Juan Alonso García, Rector del Seminario Internacional Bidasoa
Dejando huella
La tarde del sábado 9 de marzo se nos marchó Juan Antonio Gil Tamayo (Zalamea de la Serena, Badajoz, 24.12.1966 – Pamplona, 9.03.2019). Se nos ha marchado dejando huella. Tras un año y siete meses de dura batalla contra la enfermedad, entregó su alma a Dios este sacerdote de 52 años que ha dedicado los últimos 14 años de su vida a ser formador, primero, y director espiritual después en el Seminario Internacional Bidasoa en Pamplona. Dejando huella.
Dejando huella en los cientos de seminaristas con los que ha convivido durante tantos años, y a los que ha acompañado espiritualmente; dejando huella en el equipo de formadores del seminario, que encontrábamos en él una pieza clave por su experiencia, su sentido común y su sentido sobrenatural; y dejando huella en numerosas personas con las que se relacionaba a través de las múltiples circunstancias de la vida ordinaria.
Itziar, una de las enfermeras de la Clínica Universidad de Navarra que le atendió en sus últimos días, comentaba después de su marcha: este hombre tenía un algo especial.

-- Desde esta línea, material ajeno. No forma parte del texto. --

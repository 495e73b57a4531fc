/// Game configuration constants and tunable parameters.
///
/// Tunables are always at least 1; set them through the `with_*` builders.
#[derive(Clone, Debug, PartialEq, Eq)]
pub struct GameConfig {
    persistent_player_games: u32,
    quick_learner_window: u32,
    precision_streak: u32,
}

impl GameConfig {
    // ===== compile-time constants used as type parameters =====
    /// Largest slot count of any tier (Hard).
    pub const MAX_SLOTS: usize = 4;

    // ===== milestone thresholds (cumulative score) =====
    pub const SCORE_MILESTONE_LOW: u32 = 10;
    pub const SCORE_MILESTONE_MID: u32 = 20;
    pub const SCORE_MILESTONE_HIGH: u32 = 50;

    // ===== runtime-tunable defaults =====
    pub const DEFAULT_PERSISTENT_PLAYER_GAMES: u32 = 10;
    pub const DEFAULT_QUICK_LEARNER_WINDOW: u32 = 3;
    pub const DEFAULT_PRECISION_STREAK: u32 = 3;

    pub fn new() -> Self {
        Self {
            persistent_player_games: Self::DEFAULT_PERSISTENT_PLAYER_GAMES,
            quick_learner_window: Self::DEFAULT_QUICK_LEARNER_WINDOW,
            precision_streak: Self::DEFAULT_PRECISION_STREAK,
        }
    }

    /// Completed rounds required for the "Persistent Player" achievement.
    pub fn persistent_player_games(&self) -> u32 {
        self.persistent_player_games
    }

    /// A "Great" within this many first rounds unlocks "Quick Learner".
    pub fn quick_learner_window(&self) -> u32 {
        self.quick_learner_window
    }

    /// Consecutive "Great" rounds required for "Precision Training".
    pub fn precision_streak(&self) -> u32 {
        self.precision_streak
    }

    pub fn with_persistent_player_games(mut self, games: u32) -> Self {
        self.persistent_player_games = games.max(1);
        self
    }

    pub fn with_quick_learner_window(mut self, window: u32) -> Self {
        self.quick_learner_window = window.max(1);
        self
    }

    pub fn with_precision_streak(mut self, streak: u32) -> Self {
        self.precision_streak = streak.max(1);
        self
    }
}

impl Default for GameConfig {
    fn default() -> Self {
        Self::new()
    }
}

#[cfg(test)]
mod tests {
    use super::*;

    #[test]
    fn builders_clamp_to_one() {
        let config = GameConfig::default()
            .with_persistent_player_games(0)
            .with_quick_learner_window(0)
            .with_precision_streak(0);

        assert_eq!(config.persistent_player_games(), 1);
        assert_eq!(config.quick_learner_window(), 1);
        assert_eq!(config.precision_streak(), 1);
    }

    #[test]
    fn defaults() {
        let config = GameConfig::new();
        assert_eq!(config.persistent_player_games(), 10);
        assert_eq!(config.quick_learner_window(), 3);
        assert_eq!(config.precision_streak(), 3);
    }
}
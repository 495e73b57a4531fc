//! Deterministic game rules for the color-memory guessing game.
//!
//! `game-core` defines the canonical rules (palettes, round generation, guess
//! evaluation, scoring and progression) and exposes pure APIs with no I/O.
//! All profile mutation flows through [`engine::GameEngine`]; persistence and
//! session handling live in the `runtime` crate.
pub mod config;
pub mod engine;
pub mod error;
pub mod evaluate;
pub mod palette;
pub mod profile;
pub mod progression;
pub mod rng;
pub mod round;
pub mod score;

pub use config::GameConfig;
pub use engine::{GameEngine, RejectedGuess, RoundReport};
pub use error::{ErrorSeverity, GameError};
pub use evaluate::{Evaluation, GuessError, Outcome, evaluate};
pub use palette::{Color, Difficulty};
pub use profile::{
    Achievement, Achievements, GameRecord, Milestone, Milestones, UserProfile, normalize_username,
};
pub use progression::{AchievementRule, AchievementRules, ProgressUpdate, ProgressionTracker};
pub use rng::{PcgRng, RngOracle};
pub use round::{ColorSequence, GuessSequence, Round, RoundError, RoundGenerator};
pub use score::{format_rate, round_win_rate};
//! Repository contract for durable key-value blobs.

use super::Result;

/// Byte-blob storage addressed by a fixed key.
///
/// The user collection is stored as a single blob, so implementations only
/// need whole-value reads and writes. `save` must replace the previous value
/// atomically: a reader sees either the old blob or the new one.
pub trait BlobRepository: Send + Sync {
    /// Load the blob stored under `key`, `None` if nothing was ever saved.
    fn load(&self, key: &str) -> Result<Option<Vec<u8>>>;

    /// Replace the blob stored under `key`.
    fn save(&self, key: &str, bytes: &[u8]) -> Result<()>;

    /// Remove the blob stored under `key` (no-op if absent).
    fn delete(&self, key: &str) -> Result<()>;

    /// Check if a blob exists.
    fn exists(&self, key: &str) -> bool {
        matches!(self.load(key), Ok(Some(_)))
    }
}
//! Append-only round history.
//!
//! Records are never reordered, edited or removed once appended.

use crate::evaluate::Outcome;
use crate::round::{GuessSequence, Round};

use super::{GameRecord, UserProfile};

/// Appends the record for a finished round to `profile.history`.
///
/// The record id is `history.len() + 1`, so ids are per-user and start at 1.
pub fn append<'a>(
    profile: &'a mut UserProfile,
    round: &Round,
    guess: &GuessSequence,
    outcome: Outcome,
    round_win_rate: f64,
    score: u32,
) -> &'a GameRecord {
    let id = next_id(profile);
    profile.history.push(GameRecord {
        id,
        difficulty: round.difficulty(),
        guessed_colors: guess.as_slice().to_vec(),
        target_colors: round.reveal().to_vec(),
        outcome_label: outcome,
        round_win_rate,
        score,
    });
    &profile.history[profile.history.len() - 1]
}

/// Id the next appended record will receive.
pub fn next_id(profile: &UserProfile) -> u32 {
    profile.history.len() as u32 + 1
}

#[cfg(test)]
mod tests {
    use super::*;
    use crate::palette::{Color, Difficulty};

    #[test]
    fn ids_are_sequential_per_user() {
        let round = Round::from_hidden(Difficulty::Easy, &[Color::Cyan, Color::Blue]).unwrap();
        let guess = GuessSequence::new(&[Color::Cyan, Color::Blue]).unwrap();

        let mut alice = UserProfile::new("alice");
        let mut bob = UserProfile::new("bob");

        assert_eq!(append(&mut alice, &round, &guess, Outcome::Great, 1.0, 2).id, 1);
        assert_eq!(append(&mut alice, &round, &guess, Outcome::Great, 1.0, 2).id, 2);
        assert_eq!(append(&mut bob, &round, &guess, Outcome::Great, 1.0, 2).id, 1);
        assert_eq!(alice.history.len(), 2);
    }

    #[test]
    fn record_captures_round_and_guess() {
        let round = Round::from_hidden(
            Difficulty::Medium,
            &[Color::Red, Color::Orange, Color::Yellow],
        )
        .unwrap();
        let guess = GuessSequence::new(&[Color::Orange, Color::Red, Color::Yellow]).unwrap();
        let mut profile = UserProfile::new("alice");

        let record = append(&mut profile, &round, &guess, Outcome::AlmostThere, 1.0 / 3.0, 2);

        assert_eq!(record.difficulty, Difficulty::Medium);
        assert_eq!(record.target_colors, vec![Color::Red, Color::Orange, Color::Yellow]);
        assert_eq!(record.guessed_colors, vec![Color::Orange, Color::Red, Color::Yellow]);
        assert_eq!(record.outcome_label, Outcome::AlmostThere);
        assert_eq!(record.score, 2);
    }
}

Pero creo que lo mismo pueden decir Juan y Conchi, sus amigos farmacéuticos; Arantxa, la secretaria de la Facultad de Teología; José Luis, el conserje ya jubilado; o Andoni, el mantenedor del seminario. Juan Antonio tenía algo especial.
¿Dónde estaba su secreto? Sin duda, en las cualidades extraordinarias que Dios le otorgó, especialmente el don de consejo. Pero también fue el fruto de su esfuerzo personal por asimilar los tres rasgos que el Papa Francisco ha señalado como indispensables en un buen formador a ejemplo del Buen Pastor.
Un formador debe ir por delante del rebaño, con el propio ejemplo, abriendo camino. En Juan Antonio no se aplicaba lo de "consejos vendo y para mí no tengo". De sus labios solía salir un “¡a por ello!” animante, que se aplicaba primero a sí mismo. En los últimos meses de su vida, cuando estaba más limitado de salud, era ejemplar su esfuerzo por adaptarse al horario del seminario, muchas veces con su carrito portátil de oxígeno, o su empeño en celebrar la eucaristía a pesar de sus limitaciones. Las charlas de formación humana y espiritual que recibían los seminaristas se quedaban cortas ante el ejemplo visible de una vida sacerdotal auténtica.
El segundo rasgo de un formador es estar en medio del rebaño, entre la gente. A raíz de su muerte alguien comentaba que Juan Antonio era tan querido porque "sabía escuchar", dedicar tiempo al seminarista recién llegado, interesarse por lo que le contaban unos y otros, esforzándose por recordar un detalle familiar, una preocupación, una afición... Su sonrisa y su mirada superaban todas las dificultades de idioma que podían encontrarse los que llegaban cada curso al seminario desde los más diversos rincones del mundo. Sabía escuchar y sabía estar: nadie como él, tan del Barça, era capaz de bromear con gracia y cariño con otro del Madrid.
Y el tercero: ir por detrás del rebaño, recogiendo con paciencia al que se quedaba rezagado, transmitiendo optimismo y esperanza, confiando en todas las personas: siguió el ejemplo de San Josemaría, quien afirmaba que se fiaba más de la palabra de un amigo que del testimonio unánime de cien notarios juntos.
Juan Antonio se nos ha ido dejando huella. ¿Dónde estaba su secreto? En que supo pisar sobre las huellas del Buen Pastor. Al igual que su querido San Agustín -al que dedicó tanto estudio-, fue un hombre de gran fe y gran humanidad. Uno de sus últimos compromisos en esta tierra fue prometer a su hermano José María, obispo de Ávila, que desde el cielo rezaría por las vocaciones sacerdotales en esa diócesis. Su corazón inquieto no ha parado hasta descansar en el Señor. Descanse en paz.